14 September 2015

Benchmarking Time: California Collection

Posted by Jessica Ball

I’ve been neglecting this series, but I didn’t stop “collecting” benchmarks when I moved to California. In fact, working at the USGS makes it really easy to find markers, because there are at least three on campus.

Number one...

Number one…

...two...

…two…

...and three.

…and three.

I won’t give away the locations (you’ll just have to look for them if you come to campus!), but the dates tell a bit of a story. The Menlo Park campus was originally part of a WWII army hospital that was decommissioned in 1947, and over the years various buildings have been added. The 1956 benchmark is the oldest I could find (it’s near the building I work in, which looks like it was probably built around then). As you can see by the elevation on the oldest of the benchmarks, we’re only 53 feet above sea level – unsurprising, since we’re three miles from the Bay.

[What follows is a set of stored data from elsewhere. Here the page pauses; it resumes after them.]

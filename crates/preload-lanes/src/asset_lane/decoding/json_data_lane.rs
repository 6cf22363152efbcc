// Copyright 2025 eraflo
//
// Licensed under the Apache License, Version 2.0 (the "License");
// you may not use this file except in compliance with the License.
// You may obtain a copy of the License at
//
//     http://www.apache.org/licenses/LICENSE-2.0
//
// Unless required by applicable law or agreed to in writing, software
// distributed under the License is distributed on an "AS IS" BASIS,
// WITHOUT WARRANTIES OR CONDITIONS OF ANY KIND, either express or implied.
// See the License for the specific language governing permissions and
// limitations under the License.

use crate::asset_lane::AssetDecoderLane;
use std::error::Error;

const UTF8_BOM: &[u8] = &[0xEF, 0xBB, 0xBF];

/// Parses structured-data assets as JSON.
#[derive(Debug, Clone, Copy, Default)]
pub struct JsonDataLane;

impl AssetDecoderLane<serde_json::Value> for JsonDataLane {
    fn decode(&self, bytes: &[u8]) -> Result<serde_json::Value, Box<dyn Error + Send + Sync>> {
        // Editors on Windows like to prepend a BOM, which serde_json rejects.
        let bytes = bytes.strip_prefix(UTF8_BOM).unwrap_or(bytes);
        Ok(serde_json::from_slice(bytes)?)
    }

    fn strategy_name(&self) -> &'static str {
        "JsonData"
    }
}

If you’re just dying to know where to find these kinds of benchmarks, the National Geodetic Survey has an interactive map you can use to look them up. (I didn’t realize that it’s usually the NGS that puts benchmarks in place, not the USGS – but geologists sure make good use of them!)

Here are a couple from King’s Canyon in the Sierras (unfortunately, like much of the state, the park is currently on fire and not the best place to visit at the moment):

King's Canyon near caves

King’s Canyon near caves

This first one is near Boyden Cavern, in an area where narrow bands of marble sit in the granite of the Sierra Nevada batholith. They’re called roof pendants, and they’re made from the metamorphosed remains of Paleozoic and Mesozoic rocks (including limestones) that came in contact with the magma chamber that eventually formed the batholith. This particular marble is called (surprise) the Boyden Cave Roof Pendant. The marble really stands out when you drive down the canyon between Sequoia and King’s Canyon National Parks:

Marble "roof pendant" in King's Canyon

Marble “roof pendant” in King’s Canyon (the bluish-grey rocks in the background). The marble weathers differently than the granite (to the right) and tends to form sharper features.

Another great place to visit in King’s Canyon is Mist Falls, which is firmly in the granitic part of the bedrock. There’s at least one benchmark:

King's canyon near waterfall

King’s canyon near waterfall

And, of course, a waterfall (or two):

Mist falls in King's Canyon

Mist falls in King’s Canyon

Earlier in the summer, before everything started to catch on fire, I joined the William & Mary field geology course to talk volcanoes in Long Valley Caldera. One of my favorite stops was at Lookout Mountain, where we talked with Stuart Wilkinson, part of the USGS’s California Volcano Observatory, about the seismic network in the caldera. In between checking out landmarks I snapped a quick photo of a much used-and-abused survey marker:

Long Valley Stop with Stuart

Lookout Mountain in the Long Valley caldera

But mostly I just enjoyed the view:

Stuart talking seismology with the W&M crowd

Stuart talking seismology with the W&M crowd

I think this month I’ll have to catch up with my summer trips – I still haven’t blogged about King’s Canyon, Lassen or Yosemite. (I’ll have to break up all that granite with California’s most recent volcanic eruption and a few hydrothermal features!)